**About this task**
Search the records for the word "attach" and copy each line in which it appears.

**Available records**
╔══
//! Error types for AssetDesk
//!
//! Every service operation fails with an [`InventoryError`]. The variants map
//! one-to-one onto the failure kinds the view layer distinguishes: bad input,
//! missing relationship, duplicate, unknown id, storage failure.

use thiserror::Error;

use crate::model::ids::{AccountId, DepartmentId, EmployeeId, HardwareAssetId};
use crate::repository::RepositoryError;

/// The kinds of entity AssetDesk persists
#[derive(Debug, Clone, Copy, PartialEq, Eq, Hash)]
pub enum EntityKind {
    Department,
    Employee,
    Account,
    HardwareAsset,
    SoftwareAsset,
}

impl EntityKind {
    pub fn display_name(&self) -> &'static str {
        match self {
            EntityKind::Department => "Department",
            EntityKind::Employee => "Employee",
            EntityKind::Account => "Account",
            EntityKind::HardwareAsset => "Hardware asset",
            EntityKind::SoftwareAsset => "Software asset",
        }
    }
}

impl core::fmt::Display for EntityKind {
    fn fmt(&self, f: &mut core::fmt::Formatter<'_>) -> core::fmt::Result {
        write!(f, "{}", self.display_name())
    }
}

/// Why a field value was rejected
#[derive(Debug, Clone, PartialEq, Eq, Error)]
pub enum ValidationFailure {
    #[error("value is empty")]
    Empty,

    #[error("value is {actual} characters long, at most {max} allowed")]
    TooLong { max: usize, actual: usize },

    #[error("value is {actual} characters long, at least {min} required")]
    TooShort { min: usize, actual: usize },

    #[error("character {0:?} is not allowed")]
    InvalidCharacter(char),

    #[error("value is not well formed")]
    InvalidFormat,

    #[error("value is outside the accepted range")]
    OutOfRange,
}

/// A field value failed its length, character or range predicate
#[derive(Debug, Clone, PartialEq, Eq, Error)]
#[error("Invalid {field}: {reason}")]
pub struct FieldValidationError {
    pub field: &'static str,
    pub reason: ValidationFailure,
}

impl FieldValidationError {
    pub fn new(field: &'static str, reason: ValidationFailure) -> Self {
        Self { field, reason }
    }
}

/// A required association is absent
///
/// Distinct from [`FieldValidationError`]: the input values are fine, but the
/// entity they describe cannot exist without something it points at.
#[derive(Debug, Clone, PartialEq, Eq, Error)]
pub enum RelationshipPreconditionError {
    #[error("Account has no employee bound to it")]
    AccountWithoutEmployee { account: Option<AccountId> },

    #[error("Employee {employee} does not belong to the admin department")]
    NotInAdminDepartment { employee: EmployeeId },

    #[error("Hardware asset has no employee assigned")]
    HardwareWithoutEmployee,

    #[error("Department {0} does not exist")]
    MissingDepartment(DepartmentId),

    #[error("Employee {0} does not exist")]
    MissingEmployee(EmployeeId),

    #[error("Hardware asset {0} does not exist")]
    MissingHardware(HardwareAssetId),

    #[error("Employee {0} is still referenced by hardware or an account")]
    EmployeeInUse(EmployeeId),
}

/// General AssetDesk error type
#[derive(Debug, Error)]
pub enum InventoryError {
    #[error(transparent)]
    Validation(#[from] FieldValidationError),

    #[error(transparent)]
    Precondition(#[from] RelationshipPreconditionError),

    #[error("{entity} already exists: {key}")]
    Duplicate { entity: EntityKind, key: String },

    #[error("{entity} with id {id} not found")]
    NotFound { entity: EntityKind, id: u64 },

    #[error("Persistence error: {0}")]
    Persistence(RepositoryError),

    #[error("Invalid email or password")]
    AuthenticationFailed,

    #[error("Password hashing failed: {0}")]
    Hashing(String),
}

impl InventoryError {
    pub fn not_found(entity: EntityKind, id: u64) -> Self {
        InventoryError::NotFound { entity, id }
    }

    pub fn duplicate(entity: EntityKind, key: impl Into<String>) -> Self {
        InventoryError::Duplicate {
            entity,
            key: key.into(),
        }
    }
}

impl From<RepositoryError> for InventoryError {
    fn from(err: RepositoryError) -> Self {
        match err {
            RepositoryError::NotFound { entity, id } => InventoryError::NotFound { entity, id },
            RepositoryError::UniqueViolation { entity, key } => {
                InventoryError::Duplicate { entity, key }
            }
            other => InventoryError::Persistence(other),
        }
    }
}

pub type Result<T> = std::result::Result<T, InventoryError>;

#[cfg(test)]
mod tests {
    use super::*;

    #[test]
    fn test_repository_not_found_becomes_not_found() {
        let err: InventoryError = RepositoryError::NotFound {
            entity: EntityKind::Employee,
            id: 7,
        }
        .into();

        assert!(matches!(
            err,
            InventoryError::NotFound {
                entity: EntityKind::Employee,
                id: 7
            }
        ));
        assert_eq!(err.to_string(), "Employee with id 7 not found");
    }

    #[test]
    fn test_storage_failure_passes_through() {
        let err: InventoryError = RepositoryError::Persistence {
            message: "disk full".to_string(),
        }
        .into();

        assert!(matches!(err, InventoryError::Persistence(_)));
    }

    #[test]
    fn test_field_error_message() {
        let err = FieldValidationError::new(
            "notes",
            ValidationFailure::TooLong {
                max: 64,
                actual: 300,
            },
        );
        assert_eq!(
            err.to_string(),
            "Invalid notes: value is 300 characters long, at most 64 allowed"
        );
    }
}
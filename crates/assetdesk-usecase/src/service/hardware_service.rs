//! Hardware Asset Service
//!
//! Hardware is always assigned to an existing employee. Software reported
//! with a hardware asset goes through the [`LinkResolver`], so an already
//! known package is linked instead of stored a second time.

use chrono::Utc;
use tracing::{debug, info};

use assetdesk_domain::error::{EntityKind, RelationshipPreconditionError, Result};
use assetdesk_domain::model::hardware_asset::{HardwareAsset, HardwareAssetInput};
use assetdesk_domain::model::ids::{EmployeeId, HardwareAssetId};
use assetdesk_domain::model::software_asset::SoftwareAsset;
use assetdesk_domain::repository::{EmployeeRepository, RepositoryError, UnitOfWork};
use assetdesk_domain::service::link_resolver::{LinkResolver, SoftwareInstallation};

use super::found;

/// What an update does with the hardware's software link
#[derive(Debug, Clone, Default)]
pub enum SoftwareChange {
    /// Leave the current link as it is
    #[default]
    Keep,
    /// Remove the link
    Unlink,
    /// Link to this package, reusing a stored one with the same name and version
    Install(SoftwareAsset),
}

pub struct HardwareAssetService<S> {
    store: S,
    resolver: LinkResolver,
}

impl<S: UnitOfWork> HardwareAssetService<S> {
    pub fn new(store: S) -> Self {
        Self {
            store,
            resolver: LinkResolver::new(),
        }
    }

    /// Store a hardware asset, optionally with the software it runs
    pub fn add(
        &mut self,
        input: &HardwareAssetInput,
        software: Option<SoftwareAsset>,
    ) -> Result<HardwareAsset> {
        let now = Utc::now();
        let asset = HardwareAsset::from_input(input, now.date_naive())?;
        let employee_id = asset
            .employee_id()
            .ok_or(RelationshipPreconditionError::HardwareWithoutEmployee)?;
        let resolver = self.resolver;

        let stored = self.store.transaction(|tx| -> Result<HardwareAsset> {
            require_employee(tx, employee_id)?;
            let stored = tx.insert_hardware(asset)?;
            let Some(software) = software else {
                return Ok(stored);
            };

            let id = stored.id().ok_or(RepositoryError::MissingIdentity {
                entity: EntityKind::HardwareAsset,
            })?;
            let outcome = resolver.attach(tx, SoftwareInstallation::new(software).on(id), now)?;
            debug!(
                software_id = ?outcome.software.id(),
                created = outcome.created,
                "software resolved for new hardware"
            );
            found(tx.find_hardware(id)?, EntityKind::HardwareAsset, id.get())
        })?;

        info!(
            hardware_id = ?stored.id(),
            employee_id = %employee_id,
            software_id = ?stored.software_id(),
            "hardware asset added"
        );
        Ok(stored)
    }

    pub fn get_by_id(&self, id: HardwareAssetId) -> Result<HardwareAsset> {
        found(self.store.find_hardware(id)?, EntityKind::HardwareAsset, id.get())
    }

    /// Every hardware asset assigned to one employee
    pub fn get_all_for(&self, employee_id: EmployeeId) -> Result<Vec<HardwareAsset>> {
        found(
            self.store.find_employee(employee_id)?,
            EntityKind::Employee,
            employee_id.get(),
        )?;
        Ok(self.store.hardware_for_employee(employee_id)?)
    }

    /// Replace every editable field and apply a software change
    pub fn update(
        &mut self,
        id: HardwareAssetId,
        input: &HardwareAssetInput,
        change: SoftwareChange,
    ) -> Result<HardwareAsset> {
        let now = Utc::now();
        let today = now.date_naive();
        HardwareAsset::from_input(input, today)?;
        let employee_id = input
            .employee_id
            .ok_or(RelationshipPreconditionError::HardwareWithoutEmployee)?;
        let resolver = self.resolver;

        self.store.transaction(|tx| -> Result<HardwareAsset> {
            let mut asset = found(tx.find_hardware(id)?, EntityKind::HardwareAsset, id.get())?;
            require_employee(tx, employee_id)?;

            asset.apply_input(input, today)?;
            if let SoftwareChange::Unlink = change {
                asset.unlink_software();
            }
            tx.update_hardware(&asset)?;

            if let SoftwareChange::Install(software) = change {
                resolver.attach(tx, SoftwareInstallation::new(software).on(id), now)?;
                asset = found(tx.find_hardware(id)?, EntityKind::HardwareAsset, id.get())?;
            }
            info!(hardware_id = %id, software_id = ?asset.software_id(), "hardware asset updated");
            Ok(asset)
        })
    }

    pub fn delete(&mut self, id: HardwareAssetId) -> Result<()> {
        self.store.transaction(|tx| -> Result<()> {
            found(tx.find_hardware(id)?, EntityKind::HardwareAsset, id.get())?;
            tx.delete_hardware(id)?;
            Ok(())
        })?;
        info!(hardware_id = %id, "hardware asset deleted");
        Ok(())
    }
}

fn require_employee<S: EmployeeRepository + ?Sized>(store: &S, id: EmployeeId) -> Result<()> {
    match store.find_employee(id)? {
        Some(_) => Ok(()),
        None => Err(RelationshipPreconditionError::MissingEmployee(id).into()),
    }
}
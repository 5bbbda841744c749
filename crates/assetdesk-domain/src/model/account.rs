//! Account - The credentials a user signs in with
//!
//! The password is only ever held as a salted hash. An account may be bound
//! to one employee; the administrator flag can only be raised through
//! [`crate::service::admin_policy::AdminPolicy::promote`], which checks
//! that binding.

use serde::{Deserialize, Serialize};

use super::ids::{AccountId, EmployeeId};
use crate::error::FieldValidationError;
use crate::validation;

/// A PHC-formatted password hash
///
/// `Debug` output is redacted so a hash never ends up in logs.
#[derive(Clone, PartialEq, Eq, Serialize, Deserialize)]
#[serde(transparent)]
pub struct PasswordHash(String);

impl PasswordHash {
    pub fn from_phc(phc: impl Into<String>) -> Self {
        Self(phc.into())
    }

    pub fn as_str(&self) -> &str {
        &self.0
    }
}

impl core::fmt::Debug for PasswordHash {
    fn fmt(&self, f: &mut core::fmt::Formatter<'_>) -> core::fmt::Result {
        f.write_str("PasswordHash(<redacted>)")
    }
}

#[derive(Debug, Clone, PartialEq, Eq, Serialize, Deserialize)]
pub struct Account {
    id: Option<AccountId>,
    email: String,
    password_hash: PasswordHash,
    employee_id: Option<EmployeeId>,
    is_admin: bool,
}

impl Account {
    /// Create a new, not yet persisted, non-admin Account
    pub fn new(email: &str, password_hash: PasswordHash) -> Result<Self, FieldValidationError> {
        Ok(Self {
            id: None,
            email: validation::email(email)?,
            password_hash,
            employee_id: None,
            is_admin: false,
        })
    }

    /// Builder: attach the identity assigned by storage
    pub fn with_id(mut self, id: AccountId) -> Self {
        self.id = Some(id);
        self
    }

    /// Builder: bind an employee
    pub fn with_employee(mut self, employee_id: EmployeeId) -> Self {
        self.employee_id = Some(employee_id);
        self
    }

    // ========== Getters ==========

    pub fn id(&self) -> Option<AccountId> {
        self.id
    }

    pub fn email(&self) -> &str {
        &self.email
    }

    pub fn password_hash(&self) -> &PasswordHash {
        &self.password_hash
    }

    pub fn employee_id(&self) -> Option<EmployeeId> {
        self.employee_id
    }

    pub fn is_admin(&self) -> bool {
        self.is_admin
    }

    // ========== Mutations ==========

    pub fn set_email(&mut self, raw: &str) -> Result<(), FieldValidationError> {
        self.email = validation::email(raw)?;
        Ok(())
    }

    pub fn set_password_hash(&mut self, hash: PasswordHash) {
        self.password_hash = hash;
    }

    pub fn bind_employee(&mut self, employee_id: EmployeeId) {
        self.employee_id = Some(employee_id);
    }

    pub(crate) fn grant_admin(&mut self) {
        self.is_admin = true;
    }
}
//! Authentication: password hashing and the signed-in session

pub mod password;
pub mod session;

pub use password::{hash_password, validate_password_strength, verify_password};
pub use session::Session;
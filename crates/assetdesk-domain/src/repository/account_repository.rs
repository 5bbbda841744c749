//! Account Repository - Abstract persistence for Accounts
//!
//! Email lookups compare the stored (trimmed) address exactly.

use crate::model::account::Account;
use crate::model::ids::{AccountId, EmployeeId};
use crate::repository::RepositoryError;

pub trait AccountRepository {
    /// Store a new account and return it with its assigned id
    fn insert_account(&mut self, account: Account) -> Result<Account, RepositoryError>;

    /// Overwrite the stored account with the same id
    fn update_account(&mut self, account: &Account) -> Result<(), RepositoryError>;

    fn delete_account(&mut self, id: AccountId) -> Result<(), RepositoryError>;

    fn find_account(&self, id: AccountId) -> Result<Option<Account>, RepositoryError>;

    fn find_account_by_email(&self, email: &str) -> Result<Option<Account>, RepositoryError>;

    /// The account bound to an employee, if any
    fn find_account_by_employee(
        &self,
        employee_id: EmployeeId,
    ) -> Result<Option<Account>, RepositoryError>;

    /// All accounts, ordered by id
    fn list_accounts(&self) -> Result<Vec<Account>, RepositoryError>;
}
╚══
**Task answer**
            let outcome = resolver.attach(tx, SoftwareInstallation::new(software).on(id), now)?;
                resolver.attach(tx, SoftwareInstallation::new(software).on(id), now)?;
    /// Builder: attach the identity assigned by storage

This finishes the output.